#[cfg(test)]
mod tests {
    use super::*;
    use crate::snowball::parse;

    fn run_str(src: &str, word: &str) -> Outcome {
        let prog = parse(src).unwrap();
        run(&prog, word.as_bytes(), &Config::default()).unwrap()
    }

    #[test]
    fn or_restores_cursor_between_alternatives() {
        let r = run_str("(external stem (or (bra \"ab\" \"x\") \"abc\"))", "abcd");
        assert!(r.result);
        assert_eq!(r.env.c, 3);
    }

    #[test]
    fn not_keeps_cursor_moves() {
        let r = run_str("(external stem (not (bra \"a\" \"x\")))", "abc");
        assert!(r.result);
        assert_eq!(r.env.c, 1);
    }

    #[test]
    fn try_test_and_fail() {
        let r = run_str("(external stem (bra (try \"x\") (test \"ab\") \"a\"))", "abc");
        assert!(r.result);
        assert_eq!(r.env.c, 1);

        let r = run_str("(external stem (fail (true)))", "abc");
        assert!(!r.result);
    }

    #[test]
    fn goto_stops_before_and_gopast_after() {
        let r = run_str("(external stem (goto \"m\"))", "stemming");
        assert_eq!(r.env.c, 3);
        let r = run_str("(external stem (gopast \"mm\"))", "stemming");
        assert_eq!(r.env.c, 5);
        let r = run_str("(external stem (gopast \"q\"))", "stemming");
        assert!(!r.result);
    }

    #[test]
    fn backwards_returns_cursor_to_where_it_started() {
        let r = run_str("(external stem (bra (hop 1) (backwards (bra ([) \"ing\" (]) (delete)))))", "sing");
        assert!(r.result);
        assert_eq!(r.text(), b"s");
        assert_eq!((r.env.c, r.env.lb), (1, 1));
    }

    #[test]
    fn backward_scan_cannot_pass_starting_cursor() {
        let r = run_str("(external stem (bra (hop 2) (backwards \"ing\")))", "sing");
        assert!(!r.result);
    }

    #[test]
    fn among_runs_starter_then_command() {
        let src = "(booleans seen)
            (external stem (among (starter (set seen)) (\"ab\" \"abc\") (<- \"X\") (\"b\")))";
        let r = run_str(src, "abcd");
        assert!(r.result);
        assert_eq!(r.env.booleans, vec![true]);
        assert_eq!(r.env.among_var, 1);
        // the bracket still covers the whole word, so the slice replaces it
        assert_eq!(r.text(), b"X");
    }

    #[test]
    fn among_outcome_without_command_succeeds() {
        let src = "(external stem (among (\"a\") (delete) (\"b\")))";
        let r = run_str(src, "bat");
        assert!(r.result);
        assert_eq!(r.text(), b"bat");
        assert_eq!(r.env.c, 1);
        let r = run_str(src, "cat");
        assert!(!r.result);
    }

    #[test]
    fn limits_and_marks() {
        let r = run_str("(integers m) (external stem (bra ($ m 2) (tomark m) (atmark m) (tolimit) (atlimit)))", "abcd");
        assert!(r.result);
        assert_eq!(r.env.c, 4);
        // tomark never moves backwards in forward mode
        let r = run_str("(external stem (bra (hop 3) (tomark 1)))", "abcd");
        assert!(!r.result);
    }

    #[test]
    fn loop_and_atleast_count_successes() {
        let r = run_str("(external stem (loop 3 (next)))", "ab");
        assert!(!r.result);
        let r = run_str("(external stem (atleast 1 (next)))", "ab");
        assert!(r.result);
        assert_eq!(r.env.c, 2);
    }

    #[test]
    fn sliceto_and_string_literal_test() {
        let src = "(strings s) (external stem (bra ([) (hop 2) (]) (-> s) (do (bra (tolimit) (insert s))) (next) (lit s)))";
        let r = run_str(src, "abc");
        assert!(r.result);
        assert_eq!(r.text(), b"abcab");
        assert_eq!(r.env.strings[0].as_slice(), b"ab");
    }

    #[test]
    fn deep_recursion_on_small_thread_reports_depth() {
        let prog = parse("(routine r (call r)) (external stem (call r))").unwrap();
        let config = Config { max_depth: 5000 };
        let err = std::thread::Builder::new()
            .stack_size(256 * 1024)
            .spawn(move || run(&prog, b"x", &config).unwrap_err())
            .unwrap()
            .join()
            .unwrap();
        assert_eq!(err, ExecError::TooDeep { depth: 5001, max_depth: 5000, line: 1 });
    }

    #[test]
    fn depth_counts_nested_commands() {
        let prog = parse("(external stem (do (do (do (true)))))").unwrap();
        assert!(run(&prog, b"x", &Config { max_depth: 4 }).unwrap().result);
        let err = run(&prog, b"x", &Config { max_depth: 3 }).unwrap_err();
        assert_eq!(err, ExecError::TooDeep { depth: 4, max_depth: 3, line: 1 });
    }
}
▬▬▬▬▬▬▬▬▬▬
• What is being asked
Every entry is to be printed exactly as given.

• Response area
#[cfg(test)]
mod tests {
    use super::*;
    use crate::snowball::parse;

    fn run_str(src: &str, word: &str) -> Outcome {
        let prog = parse(src).unwrap();
        run(&prog, word.as_bytes(), &Config::default()).unwrap()
    }

    #[test]
    fn or_restores_cursor_between_alternatives() {
        let r = run_str("(external stem (or (bra \"ab\" \"x\") \"abc\"))", "abcd");
        assert!(r.result);
        assert_eq!(r.env.c, 3);
    }

    #[test]
    fn not_keeps_cursor_moves() {
        let r = run_str("(external stem (not (bra \"a\" \"x\")))", "abc");
        assert!(r.result);
        assert_eq!(r.env.c, 1);
    }

    #[test]
    fn try_test_and_fail() {
        let r = run_str("(external stem (bra (try \"x\") (test \"ab\") \"a\"))", "abc");
        assert!(r.result);
        assert_eq!(r.env.c, 1);

        let r = run_str("(external stem (fail (true)))", "abc");
        assert!(!r.result);
    }

    #[test]
    fn goto_stops_before_and_gopast_after() {
        let r = run_str("(external stem (goto \"m\"))", "stemming");
        assert_eq!(r.env.c, 3);
        let r = run_str("(external stem (gopast \"mm\"))", "stemming");
        assert_eq!(r.env.c, 5);
        let r = run_str("(external stem (gopast \"q\"))", "stemming");
        assert!(!r.result);
    }

    #[test]
    fn backwards_returns_cursor_to_where_it_started() {
        let r = run_str("(external stem (bra (hop 1) (backwards (bra ([) \"ing\" (]) (delete)))))", "sing");
        assert!(r.result);
        assert_eq!(r.text(), b"s");
        assert_eq!((r.env.c, r.env.lb), (1, 1));
    }

    #[test]
    fn backward_scan_cannot_pass_starting_cursor() {
        let r = run_str("(external stem (bra (hop 2) (backwards \"ing\")))", "sing");
        assert!(!r.result);
    }

    #[test]
    fn among_runs_starter_then_command() {
        let src = "(booleans seen)
            (external stem (among (starter (set seen)) (\"ab\" \"abc\") (<- \"X\") (\"b\")))";
        let r = run_str(src, "abcd");
        assert!(r.result);
        assert_eq!(r.env.booleans, vec![true]);
        assert_eq!(r.env.among_var, 1);
        // the bracket still covers the whole word, so the slice replaces it
        assert_eq!(r.text(), b"X");
    }

    #[test]
    fn among_outcome_without_command_succeeds() {
        let src = "(external stem (among (\"a\") (delete) (\"b\")))";
        let r = run_str(src, "bat");
        assert!(r.result);
        assert_eq!(r.text(), b"bat");
        assert_eq!(r.env.c, 1);
        let r = run_str(src, "cat");
        assert!(!r.result);
    }

    #[test]
    fn limits_and_marks() {
        let r = run_str("(integers m) (external stem (bra ($ m 2) (tomark m) (atmark m) (tolimit) (atlimit)))", "abcd");
        assert!(r.result);
        assert_eq!(r.env.c, 4);
        // tomark never moves backwards in forward mode
        let r = run_str("(external stem (bra (hop 3) (tomark 1)))", "abcd");
        assert!(!r.result);
    }

    #[test]
    fn loop_and_atleast_count_successes() {
        let r = run_str("(external stem (loop 3 (next)))", "ab");
        assert!(!r.result);
        let r = run_str("(external stem (atleast 1 (next)))", "ab");
        assert!(r.result);
        assert_eq!(r.env.c, 2);
    }

    #[test]
    fn sliceto_and_string_literal_test() {
        let src = "(strings s) (external stem (bra ([) (hop 2) (]) (-> s) (do (bra (tolimit) (insert s))) (next) (lit s)))";
        let r = run_str(src, "abc");
        assert!(r.result);
        assert_eq!(r.text(), b"abcab");
        assert_eq!(r.env.strings[0].as_slice(), b"ab");
    }

    #[test]
    fn deep_recursion_on_small_thread_reports_depth() {
        let prog = parse("(routine r (call r)) (external stem (call r))").unwrap();
        let config = Config { max_depth: 5000 };
        let err = std::thread::Builder::new()
            .stack_size(256 * 1024)
            .spawn(move || run(&prog, b"x", &config).unwrap_err())
            .unwrap()
            .join()
            .unwrap();
        assert_eq!(err, ExecError::TooDeep { depth: 5001, max_depth: 5000, line: 1 });
    }

    #[test]
    fn depth_counts_nested_commands() {
        let prog = parse("(external stem (do (do (do (true)))))").unwrap();
        assert!(run(&prog, b"x", &Config { max_depth: 4 }).unwrap().result);
        let err = run(&prog, b"x", &Config { max_depth: 3 }).unwrap_err();
        assert_eq!(err, ExecError::TooDeep { depth: 4, max_depth: 3, line: 1 });
    }
}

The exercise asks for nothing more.